Luego pensé en Rodrigo. Se lo diría en la noche, al final del día. Compré una botella de un buen vino y lo esperé. Mi corazón latía a la velocidad de la luz. Sentada en la sala y con la chimenea prendida aguardé por horas rodeada de velas que despedían fragancias relajantes, hasta que me quedé dormida. Cuando desperté, era medianoche y Rodrigo no había llegado. El fuego se había apagado. Aventé los resultados a la leña aún caliente y me fui a dormir. No solía reaccionar de manera tan impulsiva, pensé mientras veía los papeles convertirse en cenizas. Ni siquiera me preocupó el hecho de que Rodrigo no hubiera llegado todavía, algo que era absolutamente inusual. Pero yo nunca había querido ser de esas esposas que entran en pánico cada vez que su marido no se presenta a la hora acostumbrada, así que tuve que culpar a las hormonas que debían estar ya revueltas.

La mañana siguiente, al despertar, percibí que Rodrigo estaba ya en la ducha por el sonido del agua que corría en el baño. Todavía no podía creer la noticia. Me sentía la mujer más afortunada del planeta, como si fuera la primera mujer embarazada del mundo. Me olvidé de la cólera de la noche anterior y me paré de la cama dispuesta a meterme en la ducha con Rodrigo y darle la noticia, a mí manera. En ese momento, él salió del baño y, para mi sorpresa, llevaba un sobre en la mano. Pensé en mis resultados, pero sólo quedaban cenizas de aquellos. Quizás habría ido él mismo al laboratorio. Pero no, si yo no le había dicho que me iba a hacer la prueba, ni siquiera le había comentado de mis sospechas.

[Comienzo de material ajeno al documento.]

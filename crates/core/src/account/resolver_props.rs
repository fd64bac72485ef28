//! Property-based tests for stock account resolution.
//!
//! - Inheriting categories always resolve to the nearest category holding
//!   its own accounts
//! - A product override always wins over every other level

use std::collections::HashMap;

use continental_shared::types::{AccountId, CategoryId, CompanyId};
use proptest::prelude::*;

use super::category::{Category, CategoryAccounts};
use super::resolver::{AccountOverrides, AccountOwner, AccountResolver};
use super::role::StockAccountRole;
use crate::product::{CostPriceMethod, Product, Template};

/// Strategy for generating stock account roles.
fn role_strategy() -> impl Strategy<Value = StockAccountRole> {
    prop::sample::select(StockAccountRole::ALL.to_vec())
}

/// Builds a root category holding `account` for `role` and a chain of
/// `depth` inheriting categories below it. Returns the deepest category.
fn build_chain(
    depth: usize,
    company: CompanyId,
    role: StockAccountRole,
    account: AccountId,
) -> (HashMap<CategoryId, Category>, CategoryAccounts, CategoryId) {
    let root = Category::accounting("Root");
    let mut leaf = root.id;
    let mut category_accounts = CategoryAccounts::new();
    category_accounts.set(root.id, company, role, Some(account));

    let mut categories = HashMap::new();
    categories.insert(root.id, root);
    for level in 0..depth {
        let child = Category::inheriting(format!("Level {level}"), leaf);
        leaf = child.id;
        categories.insert(child.id, child);
    }
    (categories, category_accounts, leaf)
}

proptest! {
    #![proptest_config(ProptestConfig::with_cases(100))]

    /// Any depth of inheriting categories reaches the root's account.
    #[test]
    fn prop_inheritance_reaches_root(depth in 0usize..12, role in role_strategy()) {
        let company = CompanyId::new();
        let account = AccountId::new();
        let (categories, category_accounts, leaf) = build_chain(depth, company, role, account);

        let template = Template::new("Widget", CostPriceMethod::Fixed).in_category(leaf);
        let product = Product::new(template.id, "W");
        let overrides = AccountOverrides::new();
        let resolver = AccountResolver::new(&overrides, &category_accounts, &categories);

        prop_assert_eq!(resolver.resolve(role, company, &product, &template), Some(account));
        prop_assert_eq!(resolver.resolve(role, CompanyId::new(), &product, &template), None);
    }

    /// Only the configured role resolves.
    #[test]
    fn prop_other_roles_stay_empty(
        depth in 0usize..6,
        role in role_strategy(),
        other in role_strategy(),
    ) {
        prop_assume!(role != other);
        let company = CompanyId::new();
        let (categories, category_accounts, leaf) =
            build_chain(depth, company, role, AccountId::new());

        let template = Template::new("Widget", CostPriceMethod::Fixed).in_category(leaf);
        let product = Product::new(template.id, "W");
        let overrides = AccountOverrides::new();
        let resolver = AccountResolver::new(&overrides, &category_accounts, &categories);

        prop_assert_eq!(resolver.resolve(other, company, &product, &template), None);
    }

    /// A product override wins whatever the template and categories hold.
    #[test]
    fn prop_product_override_wins(
        depth in 0usize..6,
        role in role_strategy(),
        with_template_override in any::<bool>(),
    ) {
        let company = CompanyId::new();
        let (categories, category_accounts, leaf) =
            build_chain(depth, company, role, AccountId::new());

        let template = Template::new("Widget", CostPriceMethod::Fixed).in_category(leaf);
        let product = Product::new(template.id, "W");
        let product_account = AccountId::new();

        let mut overrides = AccountOverrides::new();
        if with_template_override {
            overrides.set(AccountOwner::Template(template.id), role, company, AccountId::new());
        }
        overrides.set(AccountOwner::Product(product.id), role, company, product_account);
        let resolver = AccountResolver::new(&overrides, &category_accounts, &categories);

        prop_assert_eq!(
            resolver.resolve(role, company, &product, &template),
            Some(product_account)
        );
    }
}
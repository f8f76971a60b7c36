use axum::{extract::State, Extension, Json};
use validator::Validate;

use crate::error::ApiAuthError;
use crate::models::{CurrentUser, DisableRequest, DisableResponse};
use crate::router::AuthState;

/// Disable 2FA. Requires the account password and a current second factor.
#[utoipa::path(
    post,
    path = "/2fa/disable",
    tag = "2fa",
    request_body = DisableRequest,
    responses(
        (status = 200, description = "2FA disabled", body = DisableResponse),
        (status = 401, description = "Invalid credentials"),
        (status = 409, description = "2FA is not enabled"),
    ),
    security(("bearer_auth" = []))
)]
pub async fn disable_two_factor(
    State(state): State<AuthState>,
    Extension(user): Extension<CurrentUser>,
    Json(payload): Json<DisableRequest>,
) -> Result<Json<DisableResponse>, ApiAuthError> {
    payload
        .validate()
        .map_err(|e| ApiAuthError::Validation(e.to_string()))?;

    state
        .two_factor
        .disable(user.0, &payload.password, &payload.code)
        .await?;

    Ok(Json(DisableResponse {}))
}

No me dijo hola, sólo estiró el brazo y me entregó el documento. Por su mirada, parecía que me estuviera entregando la evidencia de una falta mía. Una falta grave. Algo así como la cuenta millonaria de una cartera que me había comprado y que no podíamos pagar o unas fotos en las que yo salía besándome con un amante furtivo. Nada de eso había sucedido, pero yo igual me sentí acusada.

Lo abrí. Tumor cerebral. Siete centímetros. Rodrigo Romero. Fue todo lo que saqué de una página entera de información médica que decía muerte de un lado a otro. Me quedé perpleja, ni siquiera pestañeé.

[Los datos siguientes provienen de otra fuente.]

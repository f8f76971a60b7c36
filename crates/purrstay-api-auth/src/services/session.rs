//! Session issuance seam.
//!
//! The 2FA core never defines what a session is; it asks a `SessionIssuer`
//! for one after authentication completes. `JwtSessionIssuer` is the default
//! wiring (HS256), but callers may plug in whatever the surrounding
//! application uses for sessions.

use async_trait::async_trait;
use chrono::{Duration, Utc};
use jsonwebtoken::{encode, EncodingKey, Header};
use serde::{Deserialize, Serialize};
use uuid::Uuid;

use crate::error::ApiAuthError;

/// A fully authenticated session, opaque to this crate.
#[derive(Debug, Clone)]
pub struct IssuedSession {
    /// The session token handed to the client.
    pub token: String,
    /// Seconds until the token expires.
    pub expires_in: i64,
}

/// Issues full sessions once authentication (both factors) has completed.
#[async_trait]
pub trait SessionIssuer: Send + Sync {
    async fn issue(&self, user_id: Uuid) -> Result<IssuedSession, ApiAuthError>;
}

/// Claims carried by the default JWT session.
#[derive(Debug, Serialize, Deserialize)]
pub struct SessionClaims {
    pub sub: String,
    pub jti: String,
    pub iat: i64,
    pub exp: i64,
}

/// Default session issuer: HS256 JWTs.
pub struct JwtSessionIssuer {
    key: EncodingKey,
    ttl: Duration,
}

impl JwtSessionIssuer {
    /// Create an issuer with an explicit signing secret and token lifetime.
    pub fn new(secret: &[u8], ttl: Duration) -> Self {
        Self {
            key: EncodingKey::from_secret(secret),
            ttl,
        }
    }

    /// Create from the `SESSION_JWT_SECRET` environment variable with a
    /// 24-hour token lifetime.
    pub fn from_env() -> Result<Self, ApiAuthError> {
        let secret = std::env::var("SESSION_JWT_SECRET").map_err(|_| {
            ApiAuthError::Internal("SESSION_JWT_SECRET environment variable not set".into())
        })?;
        Ok(Self::new(secret.as_bytes(), Duration::hours(24)))
    }
}

#[async_trait]
impl SessionIssuer for JwtSessionIssuer {
    async fn issue(&self, user_id: Uuid) -> Result<IssuedSession, ApiAuthError> {
        let now = Utc::now();
        let expires_at = now + self.ttl;

        let claims = SessionClaims {
            sub: user_id.to_string(),
            jti: Uuid::new_v4().to_string(),
            iat: now.timestamp(),
            exp: expires_at.timestamp(),
        };

        let token = encode(&Header::default(), &claims, &self.key)
            .map_err(|e| ApiAuthError::Internal(format!("Session token encoding failed: {e}")))?;

        Ok(IssuedSession {
            token,
            expires_in: self.ttl.num_seconds(),
        })
    }
}

impl std::fmt::Debug for JwtSessionIssuer {
    fn fmt(&self, f: &mut std::fmt::Formatter<'_>) -> std::fmt::Result {
        f.debug_struct("JwtSessionIssuer")
            .field("key", &"[REDACTED]")
            .field("ttl", &self.ttl)
            .finish()
    }
}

Rodrigo se tiró al suelo desnudo y comenzó a llorar como un niño indefenso. No podía explicarme nada. Sólo lloraba sin parar, enredado entre mis pies. Tardé unos minutos en reaccionar, luego me lancé al suelo junto a él y lloramos juntos por largo rato, en silencio. Mi mente corría una maratón: mi hijo nacería sin padre y yo tendría que contarle hasta los detalles más pequeños para poder esbozar la esencia de la persona que había sido Rodrigo; tendría que cambiar de trabajo, buscar uno con mejor sueldo para poder mantener sola a mi bebé, a quien no vería crecer porque la niñera posesiva que tendría que contratar para que se hiciera cargo de él ocuparía mi lugar mientras yo me deslomaba para darle una vida decente.

-No te preocupes, mi vida,- me escuché decir-. Lucharemos y haremos lo que haga falta para que te pongas bien.

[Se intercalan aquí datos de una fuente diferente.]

//! Lifecycle scenarios: enrollment, status, disable, backup codes.

mod common;

use common::{current_code, wrong_code, TestEnv, PASSWORD};
use purrstay_api_auth::backup_codes::hash_code;
use purrstay_api_auth::error::ApiAuthError;

#[tokio::test]
async fn enrollment_enables_and_issues_ten_backup_codes() {
    let env = TestEnv::new();
    let user_id = env.add_user("muffin@example.com");

    let (_, codes) = env.enroll(user_id).await;
    assert_eq!(codes.len(), 10);

    let status = env.two_factor.status(user_id).await.unwrap();
    assert!(status.enabled);
    assert!(!status.has_pending_setup);
    assert_eq!(status.backup_codes_remaining, 10);
}

#[tokio::test]
async fn status_before_any_setup_is_all_off() {
    let env = TestEnv::new();
    let user_id = env.add_user("muffin@example.com");

    let status = env.two_factor.status(user_id).await.unwrap();
    assert!(!status.enabled);
    assert!(!status.has_pending_setup);
    assert_eq!(status.backup_codes_remaining, 0);
}

#[tokio::test]
async fn verify_setup_without_setup_reports_no_pending() {
    let env = TestEnv::new();
    let user_id = env.add_user("muffin@example.com");

    let err = env
        .two_factor
        .verify_setup(user_id, "123456")
        .await
        .unwrap_err();
    assert!(matches!(err, ApiAuthError::NoPendingSetup));
}

#[tokio::test]
async fn wrong_token_leaves_pending_setup_retryable() {
    let env = TestEnv::new();
    let user_id = env.add_user("muffin@example.com");

    let setup = env.two_factor.setup(user_id).await.unwrap();
    let secret = data_encoding::BASE32_NOPAD
        .decode(setup.secret.as_bytes())
        .unwrap();

    let err = env
        .two_factor
        .verify_setup(user_id, &wrong_code(&secret))
        .await
        .unwrap_err();
    assert!(matches!(err, ApiAuthError::InvalidToken));

    let status = env.two_factor.status(user_id).await.unwrap();
    assert!(!status.enabled);
    assert!(status.has_pending_setup);

    // The same pending secret still verifies.
    env.two_factor
        .verify_setup(user_id, &current_code(&secret))
        .await
        .unwrap();
    assert!(env.two_factor.status(user_id).await.unwrap().enabled);
}

#[tokio::test]
async fn repeated_setup_replaces_the_pending_secret() {
    let env = TestEnv::new();
    let user_id = env.add_user("muffin@example.com");

    let first = env.two_factor.setup(user_id).await.unwrap();
    let second = env.two_factor.setup(user_id).await.unwrap();
    assert_ne!(first.secret, second.secret);

    let old_secret = data_encoding::BASE32_NOPAD
        .decode(first.secret.as_bytes())
        .unwrap();
    let new_secret = data_encoding::BASE32_NOPAD
        .decode(second.secret.as_bytes())
        .unwrap();

    // Codes from the discarded secret no longer verify.
    let err = env
        .two_factor
        .verify_setup(user_id, &current_code(&old_secret))
        .await
        .unwrap_err();
    assert!(matches!(err, ApiAuthError::InvalidToken));

    env.two_factor
        .verify_setup(user_id, &current_code(&new_secret))
        .await
        .unwrap();
}

#[tokio::test]
async fn setup_is_rejected_once_enabled() {
    let env = TestEnv::new();
    let user_id = env.add_user("muffin@example.com");
    env.enroll(user_id).await;

    let err = env.two_factor.setup(user_id).await.unwrap_err();
    assert!(matches!(err, ApiAuthError::AlreadyEnabled));
}

#[tokio::test]
async fn repeated_verify_setup_reports_no_pending() {
    let env = TestEnv::new();
    let user_id = env.add_user("muffin@example.com");
    let (secret, _) = env.enroll(user_id).await;

    // The pending slot was consumed by the first verification; replaying the
    // same (still-valid) code is a stale retry, not a conflict.
    let err = env
        .two_factor
        .verify_setup(user_id, &current_code(&secret))
        .await
        .unwrap_err();
    assert!(matches!(err, ApiAuthError::NoPendingSetup));

    assert!(env.two_factor.status(user_id).await.unwrap().enabled);
}

#[tokio::test]
async fn backup_code_is_single_use() {
    let env = TestEnv::new();
    let user_id = env.add_user("muffin@example.com");
    let (_, codes) = env.enroll(user_id).await;

    env.two_factor
        .verify_second_factor(user_id, &codes[0])
        .await
        .unwrap();

    let status = env.two_factor.status(user_id).await.unwrap();
    assert_eq!(status.backup_codes_remaining, 9);

    let err = env
        .two_factor
        .verify_second_factor(user_id, &codes[0])
        .await
        .unwrap_err();
    assert!(matches!(err, ApiAuthError::InvalidToken));
}

#[tokio::test]
async fn concurrent_consume_of_one_code_succeeds_exactly_once() {
    let env = TestEnv::new();
    let user_id = env.add_user("muffin@example.com");
    let (_, codes) = env.enroll(user_id).await;
    let code = codes[0].clone();

    let tasks: Vec<_> = (0..8)
        .map(|_| {
            let tf = env.two_factor.clone();
            let code = code.clone();
            tokio::spawn(async move { tf.verify_second_factor(user_id, &code).await })
        })
        .collect();

    let mut successes = 0;
    for task in tasks {
        if task.await.unwrap().is_ok() {
            successes += 1;
        }
    }
    assert_eq!(successes, 1);
    assert_eq!(
        env.two_factor
            .status(user_id)
            .await
            .unwrap()
            .backup_codes_remaining,
        9
    );
}

#[tokio::test]
async fn regeneration_invalidates_the_old_batch() {
    let env = TestEnv::new();
    let user_id = env.add_user("muffin@example.com");
    let (secret, old_codes) = env.enroll(user_id).await;

    let new_codes = env
        .two_factor
        .regenerate_backup_codes(user_id, &current_code(&secret))
        .await
        .unwrap();
    assert_eq!(new_codes.len(), 10);

    let err = env
        .two_factor
        .verify_second_factor(user_id, &old_codes[0])
        .await
        .unwrap_err();
    assert!(matches!(err, ApiAuthError::InvalidToken));

    env.two_factor
        .verify_second_factor(user_id, &new_codes[0])
        .await
        .unwrap();
}

#[tokio::test]
async fn regeneration_rejects_a_backup_code_as_proof() {
    let env = TestEnv::new();
    let user_id = env.add_user("muffin@example.com");
    let (_, codes) = env.enroll(user_id).await;

    let err = env
        .two_factor
        .regenerate_backup_codes(user_id, &codes[0])
        .await
        .unwrap_err();
    assert!(matches!(err, ApiAuthError::InvalidToken));

    // The submitted code was not burned.
    assert_eq!(
        env.two_factor
            .status(user_id)
            .await
            .unwrap()
            .backup_codes_remaining,
        10
    );
}

#[tokio::test]
async fn regeneration_requires_enabled_two_factor() {
    let env = TestEnv::new();
    let user_id = env.add_user("muffin@example.com");

    let err = env
        .two_factor
        .regenerate_backup_codes(user_id, "123456")
        .await
        .unwrap_err();
    assert!(matches!(err, ApiAuthError::NotEnabled));
}

#[tokio::test]
async fn disable_requires_both_proofs() {
    let env = TestEnv::new();
    let user_id = env.add_user("muffin@example.com");
    let (secret, _) = env.enroll(user_id).await;

    let err = env
        .two_factor
        .disable(user_id, "wrong password", &current_code(&secret))
        .await
        .unwrap_err();
    assert!(matches!(err, ApiAuthError::InvalidCredentials));

    let err = env
        .two_factor
        .disable(user_id, PASSWORD, &wrong_code(&secret))
        .await
        .unwrap_err();
    assert!(matches!(err, ApiAuthError::InvalidCredentials));

    // Still enabled after both failures.
    assert!(env.two_factor.status(user_id).await.unwrap().enabled);

    env.two_factor
        .disable(user_id, PASSWORD, &current_code(&secret))
        .await
        .unwrap();

    let status = env.two_factor.status(user_id).await.unwrap();
    assert!(!status.enabled);
    assert!(!status.has_pending_setup);
    assert_eq!(status.backup_codes_remaining, 0);
}

#[tokio::test]
async fn disable_accepts_a_backup_code_as_second_factor() {
    let env = TestEnv::new();
    let user_id = env.add_user("muffin@example.com");
    let (_, codes) = env.enroll(user_id).await;

    env.two_factor
        .disable(user_id, PASSWORD, &codes[0])
        .await
        .unwrap();
    assert!(!env.two_factor.status(user_id).await.unwrap().enabled);
}

#[tokio::test]
async fn disable_when_not_enabled_is_a_conflict() {
    let env = TestEnv::new();
    let user_id = env.add_user("muffin@example.com");

    let err = env
        .two_factor
        .disable(user_id, PASSWORD, "123456")
        .await
        .unwrap_err();
    assert!(matches!(err, ApiAuthError::NotEnabled));
}

#[tokio::test]
async fn re_enrollment_after_disable_issues_fresh_material() {
    let env = TestEnv::new();
    let user_id = env.add_user("muffin@example.com");
    let (secret, codes) = env.enroll(user_id).await;

    env.two_factor
        .disable(user_id, PASSWORD, &current_code(&secret))
        .await
        .unwrap();

    let (new_secret, new_codes) = env.enroll(user_id).await;
    assert_ne!(secret, new_secret);
    assert_ne!(codes, new_codes);

    // Old backup codes are gone for good.
    let err = env
        .two_factor
        .verify_second_factor(user_id, &codes[0])
        .await
        .unwrap_err();
    assert!(matches!(err, ApiAuthError::InvalidToken));
}

#[tokio::test]
async fn only_hashes_are_stored_for_backup_codes() {
    let env = TestEnv::new();
    let user_id = env.add_user("muffin@example.com");
    let (_, codes) = env.enroll(user_id).await;

    let stored = env.store.unused_code_hashes(user_id);
    for code in &codes {
        assert!(!stored.contains(code));
        assert!(stored.contains(&hash_code(code)));
    }
}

-Tú de verdad que no entiendas nada, ¿no?- vociferó. Se desenredó bruscamente de mí, se puso de pie y tiró la puerta del baño a través de la cual terminé de escuchar-:¡No soy yo, es mi papá!

No puedo mentir. Sentí como si una bocanada de aire me entrara de golpe al cuerpo y me permitiera retomar el aliento. El papá de Rodrigo era una de las personas más generosas que yo jamás había conocido. Desde el comienzo, había conectado conmigo y, a pesar de tener una relación bastante distante con su hijo, nos llegamos a relacionar tan bien que hasta la comunicación entre ellos cambió de manera radical. Me dio mucha pena descubrir que era él quien tenía los días contados, pero no lo podía comparar con la idea de perder al padre de mi futuro hijo, a mi compañero de vida.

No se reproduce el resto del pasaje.